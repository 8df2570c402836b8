//! Lifetime counter snapshot persisted as JSON
//!
//! [`JsonMetrics`] keeps a flat record of what a pool instance did between
//! startup and shutdown, independent of the exporting backend. The owner bumps
//! counters as events happen and calls [`JsonMetrics::save`] once at shutdown,
//! which writes `<root>/data/mempool_metrics.json`.

use crate::error::MetricsResult;
use chrono::{DateTime, Utc};
use parking_lot::Mutex;
use serde::{Deserialize, Serialize};
use std::fs::{self, OpenOptions};
use std::io::Write;
use std::path::{Path, PathBuf};
use tracing::info;

/// Directory under the root that holds the snapshot
pub const DATA_DIR: &str = "data";

/// Snapshot file name
pub const SNAPSHOT_FILE: &str = "mempool_metrics.json";

/// Permission bits of the snapshot file (owner rw, group/other r)
pub const SNAPSHOT_FILE_MODE: u32 = 0o644;

/// Selects one counter of the snapshot
#[derive(Debug, Clone, Copy, PartialEq, Eq, Hash)]
pub enum SnapshotCounter {
    /// Transactions admitted to the pool
    Size,
    /// Total bytes of admitted transactions
    TxSizeBytes,
    /// Transactions rejected by the application
    FailedTxs,
    /// Valid transactions evicted to make room
    EvictedTxs,
    /// Transactions committed in a block
    SuccessfulTxs,
    /// Recheck passes
    RecheckTimes,
    /// Duplicates of transactions already in the pool
    AlreadySeenTxs,
    /// Duplicates of transactions already rejected
    AlreadyRejectedTxs,
    /// Transactions requested from peers
    RequestedTxs,
    /// Transactions requested again after a lost request
    RerequestedTxs,
    /// Requested transactions never received
    LostTxs,
    /// Failed responses to peer requests
    FailedResponses,
    /// Bytes of transactions sent to peers
    SentTransactionBytes,
    /// Bytes of pool state sent to peers
    SentStateBytes,
    /// Bytes of transactions received from peers
    ReceivedTxBytes,
    /// Bytes of pool state received from peers
    ReceivedStateBytes,
}

impl SnapshotCounter {
    /// Every counter, in file order
    pub const ALL: [SnapshotCounter; 16] = [
        SnapshotCounter::Size,
        SnapshotCounter::TxSizeBytes,
        SnapshotCounter::FailedTxs,
        SnapshotCounter::EvictedTxs,
        SnapshotCounter::SuccessfulTxs,
        SnapshotCounter::RecheckTimes,
        SnapshotCounter::AlreadySeenTxs,
        SnapshotCounter::AlreadyRejectedTxs,
        SnapshotCounter::RequestedTxs,
        SnapshotCounter::RerequestedTxs,
        SnapshotCounter::LostTxs,
        SnapshotCounter::FailedResponses,
        SnapshotCounter::SentTransactionBytes,
        SnapshotCounter::SentStateBytes,
        SnapshotCounter::ReceivedTxBytes,
        SnapshotCounter::ReceivedStateBytes,
    ];

    /// JSON key of the counter
    pub fn key(&self) -> &'static str {
        match self {
            SnapshotCounter::Size => "Size",
            SnapshotCounter::TxSizeBytes => "TxSizeBytes",
            SnapshotCounter::FailedTxs => "FailedTxs",
            SnapshotCounter::EvictedTxs => "EvictedTxs",
            SnapshotCounter::SuccessfulTxs => "SuccessfulTxs",
            SnapshotCounter::RecheckTimes => "RecheckTimes",
            SnapshotCounter::AlreadySeenTxs => "AlreadySeenTxs",
            SnapshotCounter::AlreadyRejectedTxs => "AlreadyRejectedTxs",
            SnapshotCounter::RequestedTxs => "RequestedTxs",
            SnapshotCounter::RerequestedTxs => "RerequestedTxs",
            SnapshotCounter::LostTxs => "LostTxs",
            SnapshotCounter::FailedResponses => "FailedResponses",
            SnapshotCounter::SentTransactionBytes => "SentTransactionBytes",
            SnapshotCounter::SentStateBytes => "SentStateBytes",
            SnapshotCounter::ReceivedTxBytes => "ReceivedTxBytes",
            SnapshotCounter::ReceivedStateBytes => "ReceivedStateBytes",
        }
    }
}

/// Persisted record of one pool instance
#[derive(Debug, Clone, PartialEq, Eq, Serialize, Deserialize)]
#[serde(rename_all = "PascalCase")]
pub struct MetricsSnapshot {
    /// When the instance started (UTC)
    pub started_at: DateTime<Utc>,
    /// When the snapshot was last saved (UTC); unset before the first save
    pub ended_at: Option<DateTime<Utc>>,
    /// Transactions admitted
    pub size: u64,
    /// Bytes of admitted transactions
    pub tx_size_bytes: u64,
    /// Transactions rejected by the application
    pub failed_txs: u64,
    /// Transactions evicted
    pub evicted_txs: u64,
    /// Transactions committed
    pub successful_txs: u64,
    /// Recheck passes
    pub recheck_times: u64,
    /// Duplicates of pooled transactions
    pub already_seen_txs: u64,
    /// Duplicates of rejected transactions
    pub already_rejected_txs: u64,
    /// Transactions requested from peers
    pub requested_txs: u64,
    /// Transactions re-requested from peers
    pub rerequested_txs: u64,
    /// Requested transactions never received
    pub lost_txs: u64,
    /// Failed responses
    pub failed_responses: u64,
    /// Transaction bytes sent
    pub sent_transaction_bytes: u64,
    /// State bytes sent
    pub sent_state_bytes: u64,
    /// Transaction bytes received
    pub received_tx_bytes: u64,
    /// State bytes received
    pub received_state_bytes: u64,
}

impl MetricsSnapshot {
    fn new(started_at: DateTime<Utc>) -> Self {
        Self {
            started_at,
            ended_at: None,
            size: 0,
            tx_size_bytes: 0,
            failed_txs: 0,
            evicted_txs: 0,
            successful_txs: 0,
            recheck_times: 0,
            already_seen_txs: 0,
            already_rejected_txs: 0,
            requested_txs: 0,
            rerequested_txs: 0,
            lost_txs: 0,
            failed_responses: 0,
            sent_transaction_bytes: 0,
            sent_state_bytes: 0,
            received_tx_bytes: 0,
            received_state_bytes: 0,
        }
    }

    /// Current value of a counter
    pub fn counter(&self, counter: SnapshotCounter) -> u64 {
        match counter {
            SnapshotCounter::Size => self.size,
            SnapshotCounter::TxSizeBytes => self.tx_size_bytes,
            SnapshotCounter::FailedTxs => self.failed_txs,
            SnapshotCounter::EvictedTxs => self.evicted_txs,
            SnapshotCounter::SuccessfulTxs => self.successful_txs,
            SnapshotCounter::RecheckTimes => self.recheck_times,
            SnapshotCounter::AlreadySeenTxs => self.already_seen_txs,
            SnapshotCounter::AlreadyRejectedTxs => self.already_rejected_txs,
            SnapshotCounter::RequestedTxs => self.requested_txs,
            SnapshotCounter::RerequestedTxs => self.rerequested_txs,
            SnapshotCounter::LostTxs => self.lost_txs,
            SnapshotCounter::FailedResponses => self.failed_responses,
            SnapshotCounter::SentTransactionBytes => self.sent_transaction_bytes,
            SnapshotCounter::SentStateBytes => self.sent_state_bytes,
            SnapshotCounter::ReceivedTxBytes => self.received_tx_bytes,
            SnapshotCounter::ReceivedStateBytes => self.received_state_bytes,
        }
    }

    fn counter_mut(&mut self, counter: SnapshotCounter) -> &mut u64 {
        match counter {
            SnapshotCounter::Size => &mut self.size,
            SnapshotCounter::TxSizeBytes => &mut self.tx_size_bytes,
            SnapshotCounter::FailedTxs => &mut self.failed_txs,
            SnapshotCounter::EvictedTxs => &mut self.evicted_txs,
            SnapshotCounter::SuccessfulTxs => &mut self.successful_txs,
            SnapshotCounter::RecheckTimes => &mut self.recheck_times,
            SnapshotCounter::AlreadySeenTxs => &mut self.already_seen_txs,
            SnapshotCounter::AlreadyRejectedTxs => &mut self.already_rejected_txs,
            SnapshotCounter::RequestedTxs => &mut self.requested_txs,
            SnapshotCounter::RerequestedTxs => &mut self.rerequested_txs,
            SnapshotCounter::LostTxs => &mut self.lost_txs,
            SnapshotCounter::FailedResponses => &mut self.failed_responses,
            SnapshotCounter::SentTransactionBytes => &mut self.sent_transaction_bytes,
            SnapshotCounter::SentStateBytes => &mut self.sent_state_bytes,
            SnapshotCounter::ReceivedTxBytes => &mut self.received_tx_bytes,
            SnapshotCounter::ReceivedStateBytes => &mut self.received_state_bytes,
        }
    }

    /// Export snapshot as JSON string
    pub fn to_json(&self) -> Result<String, serde_json::Error> {
        serde_json::to_string(self)
    }
}

/// Lifetime counters of one pool instance, saved to disk on demand.
///
/// All counters and the save path share one lock, so a save never observes a
/// half-applied update.
pub struct JsonMetrics {
    path: PathBuf,
    state: Mutex<MetricsSnapshot>,
}

impl JsonMetrics {
    /// Start a new record that will be saved under `root_dir/data/`.
    ///
    /// Touches no files.
    pub fn open(root_dir: impl AsRef<Path>) -> Self {
        Self {
            path: snapshot_path(root_dir.as_ref()),
            state: Mutex::new(MetricsSnapshot::new(Utc::now())),
        }
    }

    /// Where [`save`](Self::save) writes
    pub fn path(&self) -> &Path {
        &self.path
    }

    /// When the record was opened
    pub fn started_at(&self) -> DateTime<Utc> {
        self.state.lock().started_at
    }

    /// When the record was last saved, if ever
    pub fn ended_at(&self) -> Option<DateTime<Utc>> {
        self.state.lock().ended_at
    }

    /// Add `delta` to a counter, saturating at `u64::MAX`
    pub fn add(&self, counter: SnapshotCounter, delta: u64) {
        let mut state = self.state.lock();
        let value = state.counter_mut(counter);
        *value = value.saturating_add(delta);
    }

    /// Add one to a counter
    pub fn incr(&self, counter: SnapshotCounter) {
        self.add(counter, 1);
    }

    /// Current value of a counter
    pub fn get(&self, counter: SnapshotCounter) -> u64 {
        self.state.lock().counter(counter)
    }

    /// Consistent copy of every field
    pub fn snapshot(&self) -> MetricsSnapshot {
        self.state.lock().clone()
    }

    /// Stamp `EndedAt` and overwrite the snapshot file with the cumulative totals.
    ///
    /// Creates the `data` directory if it is missing. Every call rewrites the
    /// whole file; counters are never reset.
    ///
    /// An error here means the instance's telemetry is lost. Callers must treat
    /// it as fatal: log it and terminate the process.
    pub fn save(&self) -> MetricsResult<()> {
        let mut state = self.state.lock();

        // Wall clock may step backwards; never record an end before the start.
        let ended_at = Utc::now().max(state.started_at);
        state.ended_at = Some(ended_at);

        let content = serde_json::to_vec(&*state)?;
        write_snapshot(&self.path, &content)?;

        info!(
            path = %self.path.display(),
            lifetime_secs = (ended_at - state.started_at).num_seconds(),
            "saved mempool metrics snapshot"
        );
        Ok(())
    }
}

impl std::fmt::Debug for JsonMetrics {
    fn fmt(&self, f: &mut std::fmt::Formatter<'_>) -> std::fmt::Result {
        f.debug_struct("JsonMetrics")
            .field("path", &self.path)
            .field("state", &*self.state.lock())
            .finish()
    }
}

/// `root_dir/data/mempool_metrics.json`
pub fn snapshot_path(root_dir: &Path) -> PathBuf {
    root_dir.join(DATA_DIR).join(SNAPSHOT_FILE)
}

fn write_snapshot(path: &Path, content: &[u8]) -> std::io::Result<()> {
    if let Some(parent) = path.parent() {
        fs::create_dir_all(parent)?;
    }

    let mut options = OpenOptions::new();
    options.write(true).create(true).truncate(true);
    #[cfg(unix)]
    {
        use std::os::unix::fs::OpenOptionsExt;
        options.mode(SNAPSHOT_FILE_MODE);
    }

    let mut file = options.open(path)?;
    file.write_all(content)?;
    file.sync_all()?;

    // The create mode is narrowed by the umask and ignored for existing files.
    #[cfg(unix)]
    {
        use std::os::unix::fs::PermissionsExt;
        fs::set_permissions(path, fs::Permissions::from_mode(SNAPSHOT_FILE_MODE))?;
    }

    Ok(())
}

#[cfg(test)]
mod tests {
    use super::*;
    use std::sync::Arc;
    use std::thread;

    #[test]
    fn test_open_computes_path() {
        let metrics = JsonMetrics::open("/tmp/x");
        assert_eq!(
            metrics.path(),
            Path::new("/tmp/x/data/mempool_metrics.json")
        );
        assert!(metrics.ended_at().is_none());
    }

    #[test]
    fn test_open_touches_no_files() {
        let dir = tempfile::tempdir().unwrap();
        let metrics = JsonMetrics::open(dir.path());
        assert!(!dir.path().join(DATA_DIR).exists());
        assert!(!metrics.path().exists());
    }

    #[test]
    fn test_add_and_get() {
        let metrics = JsonMetrics::open("/tmp/x");
        metrics.incr(SnapshotCounter::FailedTxs);
        metrics.add(SnapshotCounter::FailedTxs, 4);
        metrics.add(SnapshotCounter::ReceivedTxBytes, 1024);
        assert_eq!(metrics.get(SnapshotCounter::FailedTxs), 5);
        assert_eq!(metrics.get(SnapshotCounter::ReceivedTxBytes), 1024);
        assert_eq!(metrics.get(SnapshotCounter::LostTxs), 0);
    }

    #[test]
    fn test_add_saturates() {
        let metrics = JsonMetrics::open("/tmp/x");
        metrics.add(SnapshotCounter::SentStateBytes, u64::MAX);
        metrics.incr(SnapshotCounter::SentStateBytes);
        assert_eq!(metrics.get(SnapshotCounter::SentStateBytes), u64::MAX);
    }

    #[test]
    fn test_every_counter_is_addressable() {
        let metrics = JsonMetrics::open("/tmp/x");
        for (i, counter) in SnapshotCounter::ALL.iter().enumerate() {
            metrics.add(*counter, i as u64 + 1);
        }
        let snapshot = metrics.snapshot();
        for (i, counter) in SnapshotCounter::ALL.iter().enumerate() {
            assert_eq!(snapshot.counter(*counter), i as u64 + 1);
        }
    }

    #[test]
    fn test_json_keys_match_counter_keys() {
        let metrics = JsonMetrics::open("/tmp/x");
        let value = serde_json::to_value(metrics.snapshot()).unwrap();
        let object = value.as_object().unwrap();
        assert_eq!(object.len(), SnapshotCounter::ALL.len() + 2);
        assert!(object.contains_key("StartedAt"));
        assert!(object.contains_key("EndedAt"));
        for counter in SnapshotCounter::ALL {
            assert!(object.contains_key(counter.key()), "missing {}", counter.key());
        }
    }

    #[test]
    fn test_save_creates_data_dir() {
        let dir = tempfile::tempdir().unwrap();
        let metrics = JsonMetrics::open(dir.path());
        metrics.save().unwrap();
        assert!(metrics.path().is_file());
        assert!(metrics.ended_at().unwrap() >= metrics.started_at());
    }

    #[test]
    fn test_save_fails_when_root_is_a_file() {
        let file = tempfile::NamedTempFile::new().unwrap();
        let metrics = JsonMetrics::open(file.path());
        assert!(metrics.save().is_err());
    }

    #[test]
    fn test_concurrent_increments_are_not_lost() {
        let dir = tempfile::tempdir().unwrap();
        let metrics = Arc::new(JsonMetrics::open(dir.path()));

        let handles: Vec<_> = (0..8)
            .map(|_| {
                let metrics = Arc::clone(&metrics);
                thread::spawn(move || {
                    for _ in 0..1000 {
                        metrics.incr(SnapshotCounter::AlreadySeenTxs);
                    }
                })
            })
            .collect();
        for handle in handles {
            handle.join().unwrap();
        }

        metrics.save().unwrap();
        assert_eq!(metrics.get(SnapshotCounter::AlreadySeenTxs), 8000);
    }
}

What is expected ::
Out of the listing above, reproduce exactly the lines from the one with "instance did between" up to and including the one with "#[derive(Debug, Clone, Copy, PartialEq, Eq, Hash)]".

Written answer ::
//! [`JsonMetrics`] keeps a flat record of what a pool instance did between
//! startup and shutdown, independent of the exporting backend. The owner bumps
//! counters as events happen and calls [`JsonMetrics::save`] once at shutdown,
//! which writes `<root>/data/mempool_metrics.json`.

use crate::error::MetricsResult;
use chrono::{DateTime, Utc};
use parking_lot::Mutex;
use serde::{Deserialize, Serialize};
use std::fs::{self, OpenOptions};
use std::io::Write;
use std::path::{Path, PathBuf};
use tracing::info;

/// Directory under the root that holds the snapshot
pub const DATA_DIR: &str = "data";

/// Snapshot file name
pub const SNAPSHOT_FILE: &str = "mempool_metrics.json";

/// Permission bits of the snapshot file (owner rw, group/other r)
pub const SNAPSHOT_FILE_MODE: u32 = 0o644;

/// Selects one counter of the snapshot
#[derive(Debug, Clone, Copy, PartialEq, Eq, Hash)]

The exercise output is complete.